-- Opening Marker --

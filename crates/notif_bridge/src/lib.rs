//! C-compatible entry points over the platform notification center.
//!
//! Every mutating call is fire-and-forget: failures are logged and never
//! reported back. The two queries block until the platform answers and hand
//! back a [`NotificationRequestList`] the caller must release with
//! [`notification_request_list_free`].

pub mod ffi;
mod logging;

use std::ffi::c_char;
use std::panic::{catch_unwind, AssertUnwindSafe};

use notif_core::{BridgeConfig, NotificationRequest, NotificationService};
use once_cell::sync::Lazy;

pub use crate::ffi::{NotificationRequestFfi, NotificationRequestList};
pub use notif_core::permission;

static SERVICE: Lazy<NotificationService> = Lazy::new(|| {
    let config = configure();
    tracing::debug!(?config, "notification bridge ready");
    NotificationService::from_config(&config)
});

/// Loads [`BridgeConfig`] from the environment and installs logging, then
/// reports whatever went wrong along the way through the new subscriber.
fn configure() -> BridgeConfig {
    let loaded = BridgeConfig::from_env();
    let log_filter = loaded
        .as_ref()
        .map(|config| config.log_filter.clone())
        .unwrap_or_else(|_| BridgeConfig::default().log_filter);
    if let Err(err) = logging::init(&log_filter) {
        tracing::warn!(%err, filter = %log_filter, "invalid log filter; using `info`");
    }
    loaded.unwrap_or_else(|err| {
        tracing::warn!(%err, "invalid bridge configuration; using defaults");
        BridgeConfig::default()
    })
}

pub fn service() -> &'static NotificationService {
    &SERVICE
}

// ====== Rust API ======

/// Requests every authorization option the platform offers.
pub fn request_permission_default() {
    service().request_permission_default()
}

/// Requests the options named by `options`; see [`permission`] for the bits.
pub fn request_permission(options: i32) {
    service().request_permission(options)
}

pub fn schedule(id: &str, title: &str, body: &str, seconds: i64) {
    service().schedule(id, title, body, seconds)
}

pub fn schedule_repeat(id: &str, title: &str, body: &str, seconds: i64) {
    service().schedule_repeating(id, title, body, seconds)
}

/// Schedules a one-shot notification with the bundled `<image>.png`, or
/// without it when the image cannot be resolved.
pub fn schedule_image(id: &str, title: &str, body: &str, image: &str, seconds: i64) {
    service().schedule_image(id, title, body, image, seconds)
}

pub fn clear_all_pending() {
    service().remove_all_pending()
}

pub fn clear_all_delivered() {
    service().remove_all_delivered()
}

pub fn remove_by_id(id: &str) {
    service().remove_by_id(id)
}

pub fn pending_notifications() -> Vec<NotificationRequest> {
    service().pending_notifications()
}

pub fn delivered_notifications() -> Vec<NotificationRequest> {
    service().delivered_notifications()
}

// ====== C ABI ======

fn guarded<T>(entry: &'static str, fallback: T, call: impl FnOnce() -> T) -> T {
    match catch_unwind(AssertUnwindSafe(call)) {
        Ok(value) => value,
        Err(_) => {
            tracing::error!(entry, "panic inside notification bridge entry point");
            fallback
        }
    }
}

unsafe fn required_id(entry: &'static str, id: *const c_char) -> Option<String> {
    let id = ffi::borrowed_str(id);
    if id.is_none() {
        tracing::warn!(entry, "null notification identifier; ignoring call");
    }
    id
}

unsafe fn text(raw: *const c_char) -> String {
    ffi::borrowed_str(raw).unwrap_or_default()
}

/// Installs the bridge's log subscriber ahead of any other call. Optional:
/// the first notification call does the same. Safe to call repeatedly.
#[no_mangle]
pub extern "C" fn notification_bridge_init_logging() {
    guarded("notification_bridge_init_logging", (), || {
        configure();
    })
}

#[no_mangle]
pub extern "C" fn request_notification_permission_default() {
    guarded("request_notification_permission_default", (), request_permission_default)
}

#[no_mangle]
pub extern "C" fn request_notification_permission(options: i32) {
    guarded("request_notification_permission", (), || {
        request_permission(options)
    })
}

/// # Safety
///
/// Each string argument must be null or a valid NUL-terminated string for the
/// duration of the call. A null `id` makes the call a no-op.
#[no_mangle]
pub unsafe extern "C" fn schedule_notification(
    id: *const c_char,
    title: *const c_char,
    body: *const c_char,
    seconds: i64,
) {
    guarded("schedule_notification", (), || {
        let Some(id) = required_id("schedule_notification", id) else {
            return;
        };
        schedule(&id, &text(title), &text(body), seconds)
    })
}

/// # Safety
///
/// See [`schedule_notification`].
#[no_mangle]
pub unsafe extern "C" fn schedule_repeat_notification(
    id: *const c_char,
    title: *const c_char,
    body: *const c_char,
    seconds: i64,
) {
    guarded("schedule_repeat_notification", (), || {
        let Some(id) = required_id("schedule_repeat_notification", id) else {
            return;
        };
        schedule_repeat(&id, &text(title), &text(body), seconds)
    })
}

/// # Safety
///
/// See [`schedule_notification`]. A null `image` schedules without an
/// attachment.
#[no_mangle]
pub unsafe extern "C" fn schedule_image_notification(
    id: *const c_char,
    title: *const c_char,
    body: *const c_char,
    image: *const c_char,
    seconds: i64,
) {
    guarded("schedule_image_notification", (), || {
        let Some(id) = required_id("schedule_image_notification", id) else {
            return;
        };
        match ffi::borrowed_str(image) {
            Some(image) => schedule_image(&id, &text(title), &text(body), &image, seconds),
            None => schedule(&id, &text(title), &text(body), seconds),
        }
    })
}

#[no_mangle]
pub extern "C" fn remove_all_pending_notifications() {
    guarded("remove_all_pending_notifications", (), clear_all_pending)
}

#[no_mangle]
pub extern "C" fn remove_all_delivered_notifications() {
    guarded("remove_all_delivered_notifications", (), clear_all_delivered)
}

/// # Safety
///
/// `id` must be null or a valid NUL-terminated string for the duration of
/// the call.
#[no_mangle]
pub unsafe extern "C" fn remove_notification_by_id(id: *const c_char) {
    guarded("remove_notification_by_id", (), || {
        if let Some(id) = required_id("remove_notification_by_id", id) {
            remove_by_id(&id);
        }
    })
}

/// Blocks until the platform reports its pending requests. The returned list
/// belongs to the caller; release it with [`notification_request_list_free`].
#[no_mangle]
pub extern "C" fn get_pending_notifications() -> NotificationRequestList {
    guarded(
        "get_pending_notifications",
        NotificationRequestList::empty(),
        || NotificationRequestList::from_requests(pending_notifications()),
    )
}

/// Blocks until the platform reports its delivered notifications. The
/// returned list belongs to the caller; release it with
/// [`notification_request_list_free`].
#[no_mangle]
pub extern "C" fn get_delivered_notifications() -> NotificationRequestList {
    guarded(
        "get_delivered_notifications",
        NotificationRequestList::empty(),
        || NotificationRequestList::from_requests(delivered_notifications()),
    )
}

/// # Safety
///
/// `list` must have been returned by one of the query entry points and not
/// freed before.
#[no_mangle]
pub unsafe extern "C" fn notification_request_list_free(list: NotificationRequestList) {
    list.free()
}

/// JSON variant of [`get_pending_notifications`]: an array of
/// `{identifier, title, subtitle, body}` objects. Release the string with
/// [`notification_string_free`].
#[no_mangle]
pub extern "C" fn get_pending_notifications_json() -> *mut c_char {
    guarded("get_pending_notifications_json", std::ptr::null_mut(), || {
        requests_to_json(&pending_notifications())
    })
}

/// JSON variant of [`get_delivered_notifications`].
#[no_mangle]
pub extern "C" fn get_delivered_notifications_json() -> *mut c_char {
    guarded("get_delivered_notifications_json", std::ptr::null_mut(), || {
        requests_to_json(&delivered_notifications())
    })
}

/// # Safety
///
/// `value` must be null or a string returned by a `*_json` entry point that
/// has not been freed.
#[no_mangle]
pub unsafe extern "C" fn notification_string_free(value: *mut c_char) {
    ffi::free_c_string(value)
}

fn requests_to_json(requests: &[NotificationRequest]) -> *mut c_char {
    let json = serde_json::to_string(requests).unwrap_or_else(|err| {
        tracing::warn!(%err, "failed to serialize notification snapshot");
        "[]".to_string()
    });
    ffi::owned_c_string(&json)
}

#[cfg(test)]
mod tests {
    use super::*;

    #[test]
    fn panicking_entry_point_returns_no_op_fallback() {
        let mut reached = false;
        guarded("panics", (), || {
            reached = true;
            panic!("platform call blew up");
        });
        assert!(reached);
    }

    #[test]
    fn panicking_query_returns_empty_list() {
        let list = guarded(
            "get_pending_notifications",
            NotificationRequestList::empty(),
            || -> NotificationRequestList { panic!("enumeration failed") },
        );
        assert!(list.items.is_null());
        assert_eq!(list.len, 0);
        unsafe { notification_request_list_free(list) };
    }

    #[test]
    fn panicking_json_query_returns_null() {
        let raw = guarded(
            "get_pending_notifications_json",
            std::ptr::null_mut(),
            || -> *mut c_char { panic!("serialization failed") },
        );
        assert!(raw.is_null());
    }
}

-- Closing Marker --

(ABOUT THIS EXERCISE) This task asks for the number of lines above that include the string "configure". Respond with that number only.

(THE COMPLETED TASK) 3